Should the word "retrying" occur in a line of the records, copy that line.

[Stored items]
────────────────────────────────────────
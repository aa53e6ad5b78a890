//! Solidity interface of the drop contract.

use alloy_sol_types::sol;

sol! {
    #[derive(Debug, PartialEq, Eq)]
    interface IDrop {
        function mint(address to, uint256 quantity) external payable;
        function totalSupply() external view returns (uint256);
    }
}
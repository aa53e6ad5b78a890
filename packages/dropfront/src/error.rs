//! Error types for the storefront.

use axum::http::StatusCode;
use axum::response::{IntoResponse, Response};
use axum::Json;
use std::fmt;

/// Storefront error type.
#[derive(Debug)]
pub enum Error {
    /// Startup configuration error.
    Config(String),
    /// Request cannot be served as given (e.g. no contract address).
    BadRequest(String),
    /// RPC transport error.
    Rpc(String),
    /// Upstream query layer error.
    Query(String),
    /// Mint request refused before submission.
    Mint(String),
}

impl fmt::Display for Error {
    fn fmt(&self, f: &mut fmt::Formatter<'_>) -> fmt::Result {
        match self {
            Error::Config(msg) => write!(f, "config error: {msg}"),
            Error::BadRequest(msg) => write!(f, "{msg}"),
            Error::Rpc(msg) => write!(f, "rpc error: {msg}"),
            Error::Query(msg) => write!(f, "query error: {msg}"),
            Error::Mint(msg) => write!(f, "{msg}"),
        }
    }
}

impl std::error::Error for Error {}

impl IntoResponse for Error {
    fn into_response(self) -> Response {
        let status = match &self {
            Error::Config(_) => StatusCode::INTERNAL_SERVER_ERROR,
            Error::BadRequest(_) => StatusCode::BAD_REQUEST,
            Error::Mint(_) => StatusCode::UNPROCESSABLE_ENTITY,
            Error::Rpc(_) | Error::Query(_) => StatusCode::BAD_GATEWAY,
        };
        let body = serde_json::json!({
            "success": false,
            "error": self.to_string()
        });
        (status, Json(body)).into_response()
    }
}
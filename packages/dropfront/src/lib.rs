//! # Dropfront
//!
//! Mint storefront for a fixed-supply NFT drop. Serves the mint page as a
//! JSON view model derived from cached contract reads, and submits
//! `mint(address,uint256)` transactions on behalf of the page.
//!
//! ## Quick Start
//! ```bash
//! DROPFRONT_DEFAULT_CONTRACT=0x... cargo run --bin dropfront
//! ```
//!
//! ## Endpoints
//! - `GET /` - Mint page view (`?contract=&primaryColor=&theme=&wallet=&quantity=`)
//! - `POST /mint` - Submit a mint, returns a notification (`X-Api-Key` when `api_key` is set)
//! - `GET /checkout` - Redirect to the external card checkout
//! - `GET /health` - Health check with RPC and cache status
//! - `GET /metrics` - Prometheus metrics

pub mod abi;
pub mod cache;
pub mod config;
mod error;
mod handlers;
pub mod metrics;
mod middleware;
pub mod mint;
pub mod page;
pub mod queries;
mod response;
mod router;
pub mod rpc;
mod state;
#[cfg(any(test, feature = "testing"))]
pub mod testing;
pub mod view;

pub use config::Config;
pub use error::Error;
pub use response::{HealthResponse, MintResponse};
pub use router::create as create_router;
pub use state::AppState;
────────────────────────────────────────
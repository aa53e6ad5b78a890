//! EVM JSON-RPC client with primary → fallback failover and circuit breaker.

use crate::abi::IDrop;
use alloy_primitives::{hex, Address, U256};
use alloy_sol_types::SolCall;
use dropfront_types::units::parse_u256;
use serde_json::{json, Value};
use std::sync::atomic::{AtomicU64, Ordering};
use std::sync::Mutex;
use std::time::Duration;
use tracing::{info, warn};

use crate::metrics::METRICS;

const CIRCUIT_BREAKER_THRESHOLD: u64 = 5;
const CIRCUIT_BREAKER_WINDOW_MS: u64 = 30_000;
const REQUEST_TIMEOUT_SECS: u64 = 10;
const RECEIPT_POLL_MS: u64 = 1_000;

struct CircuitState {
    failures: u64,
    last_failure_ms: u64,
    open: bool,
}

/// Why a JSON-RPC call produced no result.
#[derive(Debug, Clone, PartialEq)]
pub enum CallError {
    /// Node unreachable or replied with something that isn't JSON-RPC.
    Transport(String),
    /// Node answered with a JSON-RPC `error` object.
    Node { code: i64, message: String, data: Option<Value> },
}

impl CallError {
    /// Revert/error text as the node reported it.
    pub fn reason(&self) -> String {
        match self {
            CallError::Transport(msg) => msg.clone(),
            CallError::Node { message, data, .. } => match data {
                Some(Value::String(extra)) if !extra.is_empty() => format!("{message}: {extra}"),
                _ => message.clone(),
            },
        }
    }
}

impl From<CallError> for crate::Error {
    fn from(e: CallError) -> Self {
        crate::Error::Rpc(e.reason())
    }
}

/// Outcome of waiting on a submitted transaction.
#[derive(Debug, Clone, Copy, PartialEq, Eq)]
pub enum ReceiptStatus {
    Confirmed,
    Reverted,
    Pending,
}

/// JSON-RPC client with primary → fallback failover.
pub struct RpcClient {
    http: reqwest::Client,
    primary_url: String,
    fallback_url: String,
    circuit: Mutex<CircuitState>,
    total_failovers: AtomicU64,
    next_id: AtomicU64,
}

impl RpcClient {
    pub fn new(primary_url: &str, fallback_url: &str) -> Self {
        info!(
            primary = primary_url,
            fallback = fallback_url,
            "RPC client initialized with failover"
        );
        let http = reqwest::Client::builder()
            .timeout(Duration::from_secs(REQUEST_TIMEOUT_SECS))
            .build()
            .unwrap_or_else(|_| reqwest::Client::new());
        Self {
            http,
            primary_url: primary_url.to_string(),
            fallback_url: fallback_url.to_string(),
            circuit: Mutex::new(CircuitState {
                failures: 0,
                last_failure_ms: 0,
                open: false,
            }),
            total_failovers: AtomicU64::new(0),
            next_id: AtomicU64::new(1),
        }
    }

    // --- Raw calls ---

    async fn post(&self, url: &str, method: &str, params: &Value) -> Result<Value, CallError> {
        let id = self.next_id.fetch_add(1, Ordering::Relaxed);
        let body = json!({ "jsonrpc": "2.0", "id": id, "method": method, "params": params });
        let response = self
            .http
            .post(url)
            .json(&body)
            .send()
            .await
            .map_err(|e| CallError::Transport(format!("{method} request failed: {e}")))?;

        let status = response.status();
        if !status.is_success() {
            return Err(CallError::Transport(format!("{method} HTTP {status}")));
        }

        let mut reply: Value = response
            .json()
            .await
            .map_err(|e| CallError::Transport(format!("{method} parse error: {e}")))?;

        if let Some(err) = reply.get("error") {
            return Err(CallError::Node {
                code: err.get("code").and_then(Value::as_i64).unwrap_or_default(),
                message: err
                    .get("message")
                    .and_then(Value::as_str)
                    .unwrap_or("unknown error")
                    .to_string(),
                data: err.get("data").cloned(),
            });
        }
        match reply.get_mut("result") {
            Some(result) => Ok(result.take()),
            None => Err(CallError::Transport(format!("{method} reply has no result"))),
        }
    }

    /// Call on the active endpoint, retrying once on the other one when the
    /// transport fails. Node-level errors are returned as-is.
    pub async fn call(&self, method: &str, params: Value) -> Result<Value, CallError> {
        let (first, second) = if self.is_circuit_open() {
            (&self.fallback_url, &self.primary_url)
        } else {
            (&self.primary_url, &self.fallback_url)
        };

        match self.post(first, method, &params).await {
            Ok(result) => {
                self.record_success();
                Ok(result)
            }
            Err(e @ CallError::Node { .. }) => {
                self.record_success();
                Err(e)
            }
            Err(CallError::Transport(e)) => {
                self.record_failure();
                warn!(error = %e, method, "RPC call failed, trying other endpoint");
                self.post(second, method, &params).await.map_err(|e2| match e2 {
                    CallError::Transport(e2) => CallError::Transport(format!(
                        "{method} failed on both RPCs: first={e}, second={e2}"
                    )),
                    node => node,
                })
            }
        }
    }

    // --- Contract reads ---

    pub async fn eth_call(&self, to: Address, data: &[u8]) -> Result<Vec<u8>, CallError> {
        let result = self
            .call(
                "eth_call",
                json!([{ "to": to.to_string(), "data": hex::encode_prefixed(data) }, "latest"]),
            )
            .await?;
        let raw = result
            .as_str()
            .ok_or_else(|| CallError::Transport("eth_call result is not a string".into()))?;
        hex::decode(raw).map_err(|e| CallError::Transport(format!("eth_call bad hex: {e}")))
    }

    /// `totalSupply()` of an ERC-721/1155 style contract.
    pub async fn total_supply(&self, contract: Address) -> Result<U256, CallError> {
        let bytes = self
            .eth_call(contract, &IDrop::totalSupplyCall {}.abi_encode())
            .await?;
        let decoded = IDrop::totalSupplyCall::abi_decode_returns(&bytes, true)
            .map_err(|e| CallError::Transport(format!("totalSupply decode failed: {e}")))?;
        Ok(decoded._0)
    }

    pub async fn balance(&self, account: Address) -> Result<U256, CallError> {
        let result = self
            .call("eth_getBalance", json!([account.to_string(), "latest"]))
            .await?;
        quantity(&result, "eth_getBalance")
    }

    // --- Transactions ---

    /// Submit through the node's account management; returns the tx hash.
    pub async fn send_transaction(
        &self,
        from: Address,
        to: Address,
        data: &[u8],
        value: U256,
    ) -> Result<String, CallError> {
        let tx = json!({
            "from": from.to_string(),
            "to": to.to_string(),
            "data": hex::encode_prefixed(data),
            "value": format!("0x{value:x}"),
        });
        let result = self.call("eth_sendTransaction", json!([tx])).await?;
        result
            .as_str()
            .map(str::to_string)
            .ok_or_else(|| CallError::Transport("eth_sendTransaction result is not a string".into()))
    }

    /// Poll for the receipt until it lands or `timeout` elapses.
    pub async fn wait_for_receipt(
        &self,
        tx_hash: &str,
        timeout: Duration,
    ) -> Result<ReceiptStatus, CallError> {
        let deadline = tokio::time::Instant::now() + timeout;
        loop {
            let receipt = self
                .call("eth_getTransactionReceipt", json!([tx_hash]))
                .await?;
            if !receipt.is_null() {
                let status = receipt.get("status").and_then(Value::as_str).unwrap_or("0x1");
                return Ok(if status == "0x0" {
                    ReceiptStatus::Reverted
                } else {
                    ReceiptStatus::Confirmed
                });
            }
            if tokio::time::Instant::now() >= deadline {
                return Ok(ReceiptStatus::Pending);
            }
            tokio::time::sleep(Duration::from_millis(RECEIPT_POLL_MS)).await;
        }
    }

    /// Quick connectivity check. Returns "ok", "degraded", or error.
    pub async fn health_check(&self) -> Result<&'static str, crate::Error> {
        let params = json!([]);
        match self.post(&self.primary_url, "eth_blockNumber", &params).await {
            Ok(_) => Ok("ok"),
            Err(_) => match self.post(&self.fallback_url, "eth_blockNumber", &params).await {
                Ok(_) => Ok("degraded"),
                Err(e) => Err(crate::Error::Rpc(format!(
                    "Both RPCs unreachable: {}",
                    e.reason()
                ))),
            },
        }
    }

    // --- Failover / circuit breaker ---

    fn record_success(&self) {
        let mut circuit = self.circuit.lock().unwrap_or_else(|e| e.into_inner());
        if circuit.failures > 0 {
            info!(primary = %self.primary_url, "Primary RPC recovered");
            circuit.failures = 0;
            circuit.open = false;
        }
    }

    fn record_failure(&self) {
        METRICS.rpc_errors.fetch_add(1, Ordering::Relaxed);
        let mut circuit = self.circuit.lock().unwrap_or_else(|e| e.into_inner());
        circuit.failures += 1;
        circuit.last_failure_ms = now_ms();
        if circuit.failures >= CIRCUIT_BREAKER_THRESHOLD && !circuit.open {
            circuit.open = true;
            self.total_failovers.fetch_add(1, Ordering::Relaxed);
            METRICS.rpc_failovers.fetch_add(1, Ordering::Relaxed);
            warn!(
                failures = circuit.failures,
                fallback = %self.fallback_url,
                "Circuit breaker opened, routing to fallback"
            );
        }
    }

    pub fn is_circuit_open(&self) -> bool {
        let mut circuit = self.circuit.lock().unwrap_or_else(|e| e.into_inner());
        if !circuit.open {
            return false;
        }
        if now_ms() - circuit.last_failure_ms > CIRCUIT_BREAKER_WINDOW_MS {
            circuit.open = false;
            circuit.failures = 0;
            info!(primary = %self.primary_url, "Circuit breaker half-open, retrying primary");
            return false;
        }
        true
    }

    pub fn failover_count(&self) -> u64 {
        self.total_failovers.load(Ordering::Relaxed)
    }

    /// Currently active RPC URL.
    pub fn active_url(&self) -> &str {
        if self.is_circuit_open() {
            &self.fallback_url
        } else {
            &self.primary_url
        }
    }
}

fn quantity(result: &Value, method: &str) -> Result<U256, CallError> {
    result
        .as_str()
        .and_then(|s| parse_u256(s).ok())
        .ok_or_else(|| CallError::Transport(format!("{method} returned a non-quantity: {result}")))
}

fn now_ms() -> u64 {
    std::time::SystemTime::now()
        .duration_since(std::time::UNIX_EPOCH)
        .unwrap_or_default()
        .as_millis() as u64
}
────────────────────────────────────────
> Answer space:
    /// Call on the active endpoint, retrying once on the other one when the
            info!(primary = %self.primary_url, "Circuit breaker half-open, retrying primary");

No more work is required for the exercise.